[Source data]

//! Store error types.

use thiserror::Error;

use lvid_models::ProjectId;

pub type StoreResult<T> = Result<T, StoreError>;

#[derive(Debug, Error)]
pub enum StoreError {
    #[error("Project not found: {0}")]
    NotFound(ProjectId),

    #[error("Project already exists: {0}")]
    AlreadyExists(ProjectId),

    #[error("Conflict on {id}: expected status {expected}, found {actual}")]
    Conflict {
        id: ProjectId,
        expected: String,
        actual: String,
    },

    #[error("Store backend error: {0}")]
    Backend(String),
}

impl StoreError {
    pub fn backend(msg: impl Into<String>) -> Self {
        Self::Backend(msg.into())
    }

    /// Check if this is the optimistic-guard conflict case.
    pub fn is_conflict(&self) -> bool {
        matches!(self, StoreError::Conflict { .. })
    }
}
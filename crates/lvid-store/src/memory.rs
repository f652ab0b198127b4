//! In-memory project store.
//!
//! Backs the dev server and every test. A single `RwLock` over the map makes
//! each patch atomic with respect to concurrent readers.

use std::collections::HashMap;
use std::sync::Arc;

use async_trait::async_trait;
use tokio::sync::RwLock;
use tracing::debug;

use lvid_models::{ProjectId, VideoProject};

use crate::error::{StoreError, StoreResult};
use crate::patch::ProjectPatch;
use crate::ProjectStore;

/// In-memory [`ProjectStore`] implementation.
#[derive(Clone, Default)]
pub struct MemoryStore {
    projects: Arc<RwLock<HashMap<ProjectId, VideoProject>>>,
}

impl MemoryStore {
    pub fn new() -> Self {
        Self::default()
    }
}

#[async_trait]
impl ProjectStore for MemoryStore {
    async fn get(&self, id: &ProjectId) -> StoreResult<VideoProject> {
        let projects = self.projects.read().await;
        projects
            .get(id)
            .cloned()
            .ok_or_else(|| StoreError::NotFound(id.clone()))
    }

    async fn insert(&self, project: VideoProject) -> StoreResult<()> {
        let mut projects = self.projects.write().await;
        if projects.contains_key(&project.id) {
            return Err(StoreError::AlreadyExists(project.id));
        }
        debug!(project_id = %project.id, "Inserted project");
        projects.insert(project.id.clone(), project);
        Ok(())
    }

    async fn list(&self) -> StoreResult<Vec<VideoProject>> {
        let projects = self.projects.read().await;
        let mut all: Vec<VideoProject> = projects.values().cloned().collect();
        all.sort_by(|a, b| b.created_at.cmp(&a.created_at));
        Ok(all)
    }

    async fn patch(&self, id: &ProjectId, patch: ProjectPatch) -> StoreResult<VideoProject> {
        let mut projects = self.projects.write().await;
        let project = projects
            .get_mut(id)
            .ok_or_else(|| StoreError::NotFound(id.clone()))?;

        if let Some(expected) = patch.expected_status {
            if project.status != expected {
                return Err(StoreError::Conflict {
                    id: id.clone(),
                    expected: expected.to_string(),
                    actual: project.status.to_string(),
                });
            }
        }

        patch.apply(project);
        Ok(project.clone())
    }
}
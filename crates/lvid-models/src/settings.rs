//! Project configuration: source material, voice, avatar and video settings.

use std::fmt;

use schemars::JsonSchema;
use serde::{Deserialize, Serialize};

/// Lesson template driving script structure and tone.
#[derive(Debug, Clone, Copy, PartialEq, Eq, Hash, Serialize, Deserialize, JsonSchema, Default)]
#[serde(rename_all = "snake_case")]
pub enum TemplateType {
    #[default]
    GrammarLesson,
    NewsBroadcast,
    VocabularyLesson,
    ConversationPractice,
}

impl TemplateType {
    pub fn as_str(&self) -> &'static str {
        match self {
            TemplateType::GrammarLesson => "grammar_lesson",
            TemplateType::NewsBroadcast => "news_broadcast",
            TemplateType::VocabularyLesson => "vocabulary_lesson",
            TemplateType::ConversationPractice => "conversation_practice",
        }
    }
}

impl fmt::Display for TemplateType {
    fn fmt(&self, f: &mut fmt::Formatter<'_>) -> fmt::Result {
        write!(f, "{}", self.as_str())
    }
}

/// CEFR learner proficiency level used to parameterize content generation.
#[derive(Debug, Clone, Copy, PartialEq, Eq, Hash, Serialize, Deserialize, JsonSchema, Default)]
pub enum CefrLevel {
    A1,
    #[default]
    A2,
    B1,
    B2,
    C1,
    C2,
}

impl CefrLevel {
    pub fn as_str(&self) -> &'static str {
        match self {
            CefrLevel::A1 => "A1",
            CefrLevel::A2 => "A2",
            CefrLevel::B1 => "B1",
            CefrLevel::B2 => "B2",
            CefrLevel::C1 => "C1",
            CefrLevel::C2 => "C2",
        }
    }
}

impl fmt::Display for CefrLevel {
    fn fmt(&self, f: &mut fmt::Formatter<'_>) -> fmt::Result {
        write!(f, "{}", self.as_str())
    }
}

/// How the source material for a lesson is supplied.
#[derive(Debug, Clone, Copy, PartialEq, Eq, Serialize, Deserialize, JsonSchema, Default)]
#[serde(rename_all = "snake_case")]
pub enum SourceMode {
    /// Generate purely from the topic
    #[default]
    Topic,
    /// Generate from caller-supplied reference URLs
    Urls,
    /// Topic plus reference URLs
    Mixed,
}

/// Source material configuration for content generation.
#[derive(Debug, Clone, Serialize, Deserialize, JsonSchema)]
pub struct SourceConfig {
    /// Lesson topic (e.g. "past perfect tense", "climate news this week")
    pub topic: String,
    /// Learner proficiency level
    #[serde(default)]
    pub level: CefrLevel,
    /// Target video duration in seconds
    pub target_duration_seconds: u32,
    /// Learner's native language (for translations and hints)
    pub native_language: String,
    /// Reference URLs to ground the lesson in (at most 3 are fetched)
    #[serde(default)]
    pub urls: Vec<String>,
    /// How the source material is combined
    #[serde(default)]
    pub mode: SourceMode,
}

/// Voice used for speech synthesis.
#[derive(Debug, Clone, Serialize, Deserialize, JsonSchema)]
pub struct VoiceConfig {
    /// Provider name (as registered with the request spacer)
    pub provider: String,
    /// Provider-side voice identifier
    pub voice_id: String,
    /// Human-readable voice name
    pub voice_name: String,
}

/// Avatar character used for the talking-head render.
#[derive(Debug, Clone, Serialize, Deserialize, JsonSchema)]
pub struct AvatarConfig {
    /// Provider name
    pub provider: String,
    /// Provider-side character identifier
    pub character_id: String,
    /// Human-readable character name
    pub character_name: String,
}

/// Output aspect ratio.
#[derive(Debug, Clone, Copy, PartialEq, Eq, Serialize, Deserialize, JsonSchema, Default)]
pub enum AspectRatio {
    /// Landscape (YouTube)
    #[serde(rename = "16:9")]
    #[default]
    Landscape,
    /// Portrait (Shorts/Reels)
    #[serde(rename = "9:16")]
    Portrait,
}

impl AspectRatio {
    pub fn as_str(&self) -> &'static str {
        match self {
            AspectRatio::Landscape => "16:9",
            AspectRatio::Portrait => "9:16",
        }
    }
}

impl fmt::Display for AspectRatio {
    fn fmt(&self, f: &mut fmt::Formatter<'_>) -> fmt::Result {
        write!(f, "{}", self.as_str())
    }
}

/// Final video composition settings.
#[derive(Debug, Clone, Serialize, Deserialize, JsonSchema)]
pub struct VideoSettings {
    #[serde(default)]
    pub aspect_ratio: AspectRatio,
    /// Output resolution (e.g. "1920x1080")
    pub resolution: String,
    #[serde(default)]
    pub include_intro: bool,
    #[serde(default)]
    pub include_outro: bool,
    /// Lower-third caption text, if any
    #[serde(skip_serializing_if = "Option::is_none")]
    pub lower_third: Option<String>,
    #[serde(default)]
    pub include_progress_bar: bool,
}

impl Default for VideoSettings {
    fn default() -> Self {
        Self {
            aspect_ratio: AspectRatio::Landscape,
            resolution: "1920x1080".to_string(),
            include_intro: true,
            include_outro: true,
            lower_third: None,
            include_progress_bar: false,
        }
    }
}

#[cfg(test)]
mod tests {
    use super::*;

    #[test]
    fn test_aspect_ratio_serialization() {
        assert_eq!(serde_json::to_string(&AspectRatio::Landscape).unwrap(), "\"16:9\"");
        assert_eq!(serde_json::to_string(&AspectRatio::Portrait).unwrap(), "\"9:16\"");

        let parsed: AspectRatio = serde_json::from_str("\"9:16\"").unwrap();
        assert_eq!(parsed, AspectRatio::Portrait);
    }

    #[test]
    fn test_template_type_round_trip() {
        let json = serde_json::to_string(&TemplateType::NewsBroadcast).unwrap();
        assert_eq!(json, "\"news_broadcast\"");
        let parsed: TemplateType = serde_json::from_str(&json).unwrap();
        assert_eq!(parsed, TemplateType::NewsBroadcast);
    }
}
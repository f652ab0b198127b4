//! Global admission control.
//!
//! One stage may be in flight at a time across all projects. The gate is a
//! single-permit semaphore with try-acquire semantics: a caller that cannot
//! get the slot is told so immediately (the API surfaces `Busy`), it is
//! never queued. No fairness or FIFO is promised.

use std::sync::Arc;

use tokio::sync::{OwnedSemaphorePermit, Semaphore, TryAcquireError};

/// Process-wide single-slot admission gate.
#[derive(Clone)]
pub struct ConcurrencyGate {
    semaphore: Arc<Semaphore>,
}

/// Held while a stage is in flight; dropping it releases the gate.
pub struct StageSlot {
    _permit: OwnedSemaphorePermit,
}

impl ConcurrencyGate {
    pub fn new() -> Self {
        Self {
            semaphore: Arc::new(Semaphore::new(1)),
        }
    }

    /// Try to take the slot. Returns `None` when another stage holds it.
    pub fn try_acquire(&self) -> Option<StageSlot> {
        match Arc::clone(&self.semaphore).try_acquire_owned() {
            Ok(permit) => Some(StageSlot { _permit: permit }),
            Err(TryAcquireError::NoPermits) => None,
            // The semaphore is never closed
            Err(TryAcquireError::Closed) => None,
        }
    }

    /// Check availability without acquiring.
    pub fn is_free(&self) -> bool {
        self.semaphore.available_permits() > 0
    }
}

impl Default for ConcurrencyGate {
    fn default() -> Self {
        Self::new()
    }
}

#[cfg(test)]
mod tests {
    use super::*;

    #[test]
    fn test_second_acquire_denied_while_held() {
        let gate = ConcurrencyGate::new();

        let slot = gate.try_acquire();
        assert!(slot.is_some());
        assert!(gate.try_acquire().is_none());
        assert!(!gate.is_free());
    }

    #[test]
    fn test_drop_releases_the_slot() {
        let gate = ConcurrencyGate::new();

        let slot = gate.try_acquire().unwrap();
        drop(slot);

        assert!(gate.is_free());
        assert!(gate.try_acquire().is_some());
    }

    #[test]
    fn test_clones_share_the_slot() {
        let gate = ConcurrencyGate::new();
        let other = gate.clone();

        let _slot = gate.try_acquire().unwrap();
        assert!(other.try_acquire().is_none());
    }
}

### HOW TO COMPLETE THIS TASK:
Your task is to quote the lines above, beginning with the first and ending with the one that holds "use crate::patch::ProjectPatch;".

### WRITTEN RESPONSE:
//! Store error types.

use thiserror::Error;

use lvid_models::ProjectId;

pub type StoreResult<T> = Result<T, StoreError>;

#[derive(Debug, Error)]
pub enum StoreError {
    #[error("Project not found: {0}")]
    NotFound(ProjectId),

    #[error("Project already exists: {0}")]
    AlreadyExists(ProjectId),

    #[error("Conflict on {id}: expected status {expected}, found {actual}")]
    Conflict {
        id: ProjectId,
        expected: String,
        actual: String,
    },

    #[error("Store backend error: {0}")]
    Backend(String),
}

impl StoreError {
    pub fn backend(msg: impl Into<String>) -> Self {
        Self::Backend(msg.into())
    }

    /// Check if this is the optimistic-guard conflict case.
    pub fn is_conflict(&self) -> bool {
        matches!(self, StoreError::Conflict { .. })
    }
}
filename crates/lvid-store/src/memory.rs
repository f652ab0b198127b4
//! In-memory project store.
//!
//! Backs the dev server and every test. A single `RwLock` over the map makes
//! each patch atomic with respect to concurrent readers.

use std::collections::HashMap;
use std::sync::Arc;

use async_trait::async_trait;
use tokio::sync::RwLock;
use tracing::debug;

use lvid_models::{ProjectId, VideoProject};

use crate::error::{StoreError, StoreResult};
use crate::patch::ProjectPatch;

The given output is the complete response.